Visual Navigation System for Autonomous Drone using Fiducial Marker Detection

Abstract

Drones have been quickly developing for civilian applications in recent years. Because of the nonlinearity of the mathematical drone model, and the importance of precise navigation to avoid possible dangers, it is necessary to establish an algorithm to localize the drone simultaneously and maneuver it to the desired destination. This paper presents a visual-based multi-stage error tolerance navigation algorithm of an autonomous drone by a tag-based fiducial marker detection in finding its target. Dynamic and kinematic models of the drone were developed by Newton-Euler. The position and orientation of the drone, related to the tag, are determined by AprilTag, which is used as feedback in a closed-loop control system with an Adjustable Proportional-Integral-Derivative (APID) controller. Parameters of the controller are tuned based on steady-State error, which is defined as the distance of the drone from the desired point. The sequence of path trajectory, that drone follows to reach the desired point, is defined as a navigation algorithm. A model of the drone was simulated in a virtual outdoor to mimic hovering in complex obstacles environment.
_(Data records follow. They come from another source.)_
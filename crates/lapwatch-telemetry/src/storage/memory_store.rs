// Copyright 2025 eraflo
//
// Licensed under the Apache License, Version 2.0 (the "License");
// you may not use this file except in compliance with the License.
// You may obtain a copy of the License at
//
//     http://www.apache.org/licenses/LICENSE-2.0
//
// Unless required by applicable law or agreed to in writing, software
// distributed under the License is distributed on an "AS IS" BASIS,
// WITHOUT WARRANTIES OR CONDITIONS OF ANY KIND, either express or implied.
// See the License for the specific language governing permissions and
// limitations under the License.

use lapwatch_core::timing::store::{DurationStore, StoreError, StoreResult};
use std::collections::HashMap;
use std::sync::RwLock;
use std::time::Duration;

/// In-memory named-duration store using `RwLock<HashMap>`.
///
/// One instance is shared (through an `Arc`) by every stopwatch that should
/// contribute to the same totals. Create a fresh one per test to keep totals
/// from leaking between tests.
#[derive(Debug, Default)]
pub struct InMemoryDurationStore {
    totals: RwLock<HashMap<String, Duration>>,
}

impl InMemoryDurationStore {
    /// Create a new, empty store
    pub fn new() -> Self {
        Self::default()
    }

    fn write(&self) -> StoreResult<std::sync::RwLockWriteGuard<'_, HashMap<String, Duration>>> {
        self.totals
            .write()
            .map_err(|_| StoreError::StorageError("Failed to acquire write lock".to_string()))
    }

    fn read(&self) -> StoreResult<std::sync::RwLockReadGuard<'_, HashMap<String, Duration>>> {
        self.totals
            .read()
            .map_err(|_| StoreError::StorageError("Failed to acquire read lock".to_string()))
    }
}

impl DurationStore for InMemoryDurationStore {
    fn register(&self, label: &str) -> StoreResult<()> {
        self.write()?.entry(label.to_string()).or_default();
        Ok(())
    }

    fn add(&self, label: &str, elapsed: Duration) -> StoreResult<Duration> {
        let mut totals = self.write()?;
        let total = totals.entry(label.to_string()).or_default();
        *total = total.saturating_add(elapsed);
        Ok(*total)
    }

    fn total(&self, label: &str) -> StoreResult<Duration> {
        self.read()?
            .get(label)
            .copied()
            .ok_or_else(|| StoreError::LabelNotFound(label.to_string()))
    }

    fn contains(&self, label: &str) -> bool {
        self.read().map(|totals| totals.contains_key(label)).unwrap_or(false)
    }

    fn snapshot(&self) -> Vec<(String, Duration)> {
        let mut entries: Vec<_> = match self.read() {
            Ok(totals) => totals
                .iter()
                .map(|(label, total)| (label.clone(), *total))
                .collect(),
            Err(_) => Vec::new(),
        };
        entries.sort_by(|a, b| a.0.cmp(&b.0));
        entries
    }

    fn clear(&self) -> StoreResult<()> {
        self.write()?.clear();
        Ok(())
    }

    fn len(&self) -> usize {
        self.read().map(|totals| totals.len()).unwrap_or(0)
    }
}

#[cfg(test)]
mod tests {
    use super::*;

    #[test]
    fn test_register_creates_zero_total() {
        let store = InMemoryDurationStore::new();
        store.register("parse").unwrap();

        assert!(store.contains("parse"));
        assert_eq!(store.total("parse").unwrap(), Duration::ZERO);

        // Registering again keeps the existing total.
        store.add("parse", Duration::from_millis(7)).unwrap();
        store.register("parse").unwrap();
        assert_eq!(store.total("parse").unwrap(), Duration::from_millis(7));
    }

    #[test]
    fn test_add_accumulates_per_label() {
        let store = InMemoryDurationStore::new();

        assert_eq!(
            store.add("sort", Duration::from_millis(5)).unwrap(),
            Duration::from_millis(5)
        );
        assert_eq!(
            store.add("sort", Duration::from_millis(3)).unwrap(),
            Duration::from_millis(8)
        );
        store.add("fib", Duration::from_millis(1)).unwrap();

        assert_eq!(store.len(), 2);
        assert_eq!(
            store.snapshot(),
            vec![
                ("fib".to_string(), Duration::from_millis(1)),
                ("sort".to_string(), Duration::from_millis(8)),
            ]
        );
        assert!((store.total_secs_f64("sort") - 0.008).abs() < 1e-12);
    }

    #[test]
    fn test_add_saturates_instead_of_overflowing() {
        let store = InMemoryDurationStore::new();
        store.add("long", Duration::MAX).unwrap();

        assert_eq!(
            store.add("long", Duration::from_secs(1)).unwrap(),
            Duration::MAX
        );
        assert_eq!(store.total("long").unwrap(), Duration::MAX);
    }

    #[test]
    fn test_clear_all() {
        let store = InMemoryDurationStore::new();
        store.add("x", Duration::from_secs(1)).unwrap();
        store.clear().unwrap();
        assert!(store.is_empty());
        assert!(store.total("x").is_err());
    }
}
The results present satisfactory performance of the navigation system programmed by the APID controller in comparison with the conventional Proportional-Integral-Derivative (PID) controller. It can be ascertained that the proposed navigation system based on a tag marker in the closed-loop control system is applicable to maneuvering the drone autonomously and useful for various industrial tasks in indoor/outdoor environments.